My mum holds the lore of Rotten Tomatoes highly. She loves a good film and adores a great one. Unlike my mum, my dad is rather content with watching Taken 1, 2 and 3 at any time and in any order. He is a simple man. My mum, however, has a keen eye for cinema and an irrevocable tendency to read too many reviews before getting comfortable. It is both a blessing and curse; it means she finds some absolute hidden gems, but it also means that she will protest against any Adam Sandler comfort movie. I mean, the 11% that Grown Ups proudly hides behind will steer any film snob away…

Needless to say, on her birthday, we sat and watched Charlotte Wells’ BAFTA award-winning film, Aftersun. She was nagging and nagging to watch it, constantly reinforcing its supposed amazement. Having already fallen in love with Paul Mescal in Normal People, I was more than happy to watch it on the big screen.

It started off slow, introducing itself as an intimate portrait capturing the early dynamics of a father-and-daughter duo, Calum and Sophie. Ribboned with waves of nostalgia, we watched closely and smiled tenderly, watching their relationship through a VHS lens as they stayed at an all-inclusive resort in Turkey. It utilised the colour palettes of childhood, covering subtle nuances of shade from the fresh breeze of the ocean to the corniness of the evening entertainment. The nostalgia was spot on.

But this isn’t only a coming-of-age story about a father and daughter; this is a story that holds a haunting truth about mental health. As the film rolls on, and without sharing too much, it becomes clear that Calum is battling with his mental health outside of fatherhood. We are torn between scenes of Calum in despair, and scenes of Calum attempting connection with his daughter. The film is revealed to be fragments of memory, and we are watching this tale unfold just as adult Sophie replays the old tapes back in her current apartment. Our tenderness and poignancy are thus a shared feeling, transforming into gaping holes of absence and loss at what once was.

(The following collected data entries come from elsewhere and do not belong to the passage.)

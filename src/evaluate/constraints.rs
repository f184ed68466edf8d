//! Violated-constraint bitmask and per-run constraint activation.

use serde::{Deserialize, Serialize};
use std::fmt;

use crate::run::RunConfig;
use crate::scenario::ScenarioContext;

/// One constraint whose violation can be reported.
///
/// The bit assignment is fixed: constraints are independent and multiple
/// simultaneous violations are reported together by OR-ing bits. No two
/// constraints share a bit.
#[derive(Debug, Clone, Copy, PartialEq, Eq, Hash, Serialize, Deserialize)]
pub enum Reason {
    Unserved,
    Reserves,
    MinRegional,
    Emissions,
    Fossil,
    Bioenergy,
    Hydro,
}

/// All reasons, in bit order.
pub const ALL_REASONS: [Reason; 7] = [
    Reason::Unserved,
    Reason::Reserves,
    Reason::MinRegional,
    Reason::Emissions,
    Reason::Fossil,
    Reason::Bioenergy,
    Reason::Hydro,
];

impl Reason {
    /// The bit this reason occupies in a [`ReasonMask`].
    pub fn bit(self) -> u32 {
        1 << (self as u32)
    }

    /// Human-readable constraint label, used in the results artifact.
    pub fn label(self) -> &'static str {
        match self {
            Reason::Unserved => "unserved energy",
            Reason::Reserves => "minimum reserves",
            Reason::MinRegional => "minimum regional generation",
            Reason::Emissions => "emissions limit",
            Reason::Fossil => "fossil share limit",
            Reason::Bioenergy => "bioenergy limit",
            Reason::Hydro => "hydro limit",
        }
    }
}

impl fmt::Display for Reason {
    fn fmt(&self, f: &mut fmt::Formatter<'_>) -> fmt::Result {
        f.write_str(self.label())
    }
}

/// Bitwise OR of the currently violated constraints.
#[derive(Debug, Clone, Copy, Default, PartialEq, Eq, Serialize, Deserialize)]
pub struct ReasonMask(pub u32);

impl ReasonMask {
    pub const EMPTY: ReasonMask = ReasonMask(0);

    pub fn contains(self, reason: Reason) -> bool {
        self.0 & reason.bit() != 0
    }

    pub fn insert(&mut self, reason: Reason) {
        self.0 |= reason.bit();
    }

    pub fn union(self, other: ReasonMask) -> ReasonMask {
        ReasonMask(self.0 | other.0)
    }

    pub fn is_empty(self) -> bool {
        self.0 == 0
    }

    /// Raw code written to the trace file.
    pub fn code(self) -> u32 {
        self.0
    }
}

/// A non-negative penalty plus the reasons that produced it.
///
/// Invariant: a reason bit is set iff that constraint's penalty term was
/// strictly positive.
#[derive(Debug, Clone, Copy, Default, PartialEq)]
pub struct PenaltyReport {
    pub value: f64,
    pub reasons: ReasonMask,
}

impl PenaltyReport {
    /// Folds one term into the report: the bit is set only for a strictly
    /// positive penalty.
    pub fn add_term(&mut self, reason: Reason, penalty: f64) {
        if penalty > 0.0 {
            self.value += penalty;
            self.reasons.insert(reason);
        }
    }
}

/// The penalty terms active for one run.
///
/// Unserved energy and the bioenergy/hydro limits are always assessed.
/// The remaining terms are skipped when their threshold means
/// "unconstrained", avoiding needless computation and spurious penalty
/// contributions.
#[derive(Debug, Clone)]
pub struct ConstraintSet {
    active: Vec<Reason>,
}

impl ConstraintSet {
    /// Derives the active set from the run configuration and scenario.
    pub fn from_config(config: &RunConfig, ctx: &ScenarioContext) -> Self {
        let mut active = vec![Reason::Unserved, Reason::Bioenergy, Reason::Hydro];
        if config.min_reserves_mw > 0.0 {
            active.push(Reason::Reserves);
        }
        if config.emissions_limit_mt.is_finite() {
            active.push(Reason::Emissions);
        }
        if config.fossil_share_limit < 1.0 {
            active.push(Reason::Fossil);
        }
        if ctx.min_regional_share > 0.0 {
            active.push(Reason::MinRegional);
        }
        Self { active }
    }

    pub fn is_active(&self, reason: Reason) -> bool {
        self.active.contains(&reason)
    }

    pub fn active(&self) -> &[Reason] {
        &self.active
    }

    /// Labels of the configured constraints whose bits are set in `mask`,
    /// in bit order.
    pub fn violated_labels(&self, mask: ReasonMask) -> Vec<&'static str> {
        ALL_REASONS
            .iter()
            .filter(|r| self.is_active(**r) && mask.contains(**r))
            .map(|r| r.label())
            .collect()
    }
}

#[cfg(test)]
mod tests {
    use super::*;
    use crate::run::RunConfig;
    use crate::scenario::ScenarioContext;

    fn base_ctx() -> ScenarioContext {
        ScenarioContext::single_region(vec![100.0; 4], 1.0)
    }

    #[test]
    fn test_bits_are_disjoint() {
        let mut seen = 0u32;
        for reason in ALL_REASONS {
            assert_eq!(seen & reason.bit(), 0, "{reason} shares a bit");
            seen |= reason.bit();
        }
        assert_eq!(seen.count_ones() as usize, ALL_REASONS.len());
    }

    #[test]
    fn test_mask_union_and_contains() {
        let mut a = ReasonMask::EMPTY;
        a.insert(Reason::Unserved);
        let mut b = ReasonMask::EMPTY;
        b.insert(Reason::Fossil);
        let u = a.union(b);
        assert!(u.contains(Reason::Unserved));
        assert!(u.contains(Reason::Fossil));
        assert!(!u.contains(Reason::Hydro));
        assert_eq!(u.code(), Reason::Unserved.bit() | Reason::Fossil.bit());
    }

    #[test]
    fn test_report_sets_bit_only_when_positive() {
        let mut report = PenaltyReport::default();
        report.add_term(Reason::Emissions, 0.0);
        assert!(report.reasons.is_empty());
        assert_eq!(report.value, 0.0);

        report.add_term(Reason::Emissions, 8.0);
        assert!(report.reasons.contains(Reason::Emissions));
        assert_eq!(report.value, 8.0);
    }

    #[test]
    fn test_default_activation() {
        let set = ConstraintSet::from_config(&RunConfig::default(), &base_ctx());
        assert!(set.is_active(Reason::Unserved));
        assert!(set.is_active(Reason::Bioenergy));
        assert!(set.is_active(Reason::Hydro));
        assert!(!set.is_active(Reason::Reserves));
        assert!(!set.is_active(Reason::Emissions));
        assert!(!set.is_active(Reason::Fossil));
        assert!(!set.is_active(Reason::MinRegional));
    }

    #[test]
    fn test_thresholds_activate_terms() {
        let config = RunConfig::default()
            .with_min_reserves_mw(500.0)
            .with_emissions_limit_mt(20.0)
            .with_fossil_share_limit(0.5);
        let mut ctx = base_ctx();
        ctx.min_regional_share = 0.25;
        let set = ConstraintSet::from_config(&config, &ctx);
        assert!(set.is_active(Reason::Reserves));
        assert!(set.is_active(Reason::Emissions));
        assert!(set.is_active(Reason::Fossil));
        assert!(set.is_active(Reason::MinRegional));
    }

    #[test]
    fn test_violated_labels_respect_configuration() {
        let set = ConstraintSet::from_config(&RunConfig::default(), &base_ctx());
        let mut mask = ReasonMask::EMPTY;
        mask.insert(Reason::Unserved);
        // Fossil is not configured: its bit must not surface as a label.
        mask.insert(Reason::Fossil);
        assert_eq!(set.violated_labels(mask), vec!["unserved energy"]);
    }
}
//! Crate-wide error type.

use thiserror::Error;

/// Errors raised during setup, evaluation, or persistence.
///
/// Configuration errors are fatal at setup time; dispatch errors propagate
/// from the external simulator and abort the run. Constraint violations are
/// never errors — they surface as penalties and reason bits.
#[derive(Debug, Error)]
pub enum CapmixError {
    /// A configuration parameter is outside its valid range.
    #[error("invalid configuration: {0}")]
    Config(String),

    /// A candidate vector does not match the scenario's parameter count.
    #[error("candidate has {got} parameters, scenario expects {expected}")]
    CandidateLength { got: usize, expected: usize },

    /// The external dispatch simulator failed.
    #[error("dispatch simulation failed: {0}")]
    Dispatch(String),

    /// Trace, results, or exchanges file I/O failed.
    #[error("artifact I/O failed: {0}")]
    Io(#[from] std::io::Error),

    /// Results or exchanges serialization failed.
    #[error("artifact serialization failed: {0}")]
    Serialize(#[from] serde_json::Error),
}

/// Convenience alias used throughout the crate.
pub type Result<T> = std::result::Result<T, CapmixError>;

The finale of the film is a goose-bump-generating sequence. It ends with Calum annihilating the dance floor with his dad dancing, embarrassing young Sophie, whilst Under Pressure echoes around the scene. The scene captures pure and innocent happiness. They begin to dance together, Calum spinning Sophie around with the lyrics, “this is our last dance”, playing overhead. This scene is interrupted by kaleidoscopic flashes of adult Sophie catching glimpses of Calum at a rave. She calls for him, yet he doesn’t hear. There is a back-and-forth, harsh juxtaposition of the scenes, the latter being an uncomfortable watch. Young Sophie and Calum lovingly embrace, establishing their bittersweet finale. Mirroring the scene, adult Sophie painstakingly grasps Calum into an embrace, a hold which cries, please don’t go. The reverb symphony is now screaming at us through the speakers, “Why can’t we give love that one more chance?”

The gaping absence returns. Callum is gone. Sophie stands alone—the exact words of the script: blunt, monotonous, haunting. The film ends as adult Sophie finishes the tapes, juxtaposed by Calum stopping the recording and saying his goodbyes. He walks back into the rave, affirming his fate and thus, walks back into her memories.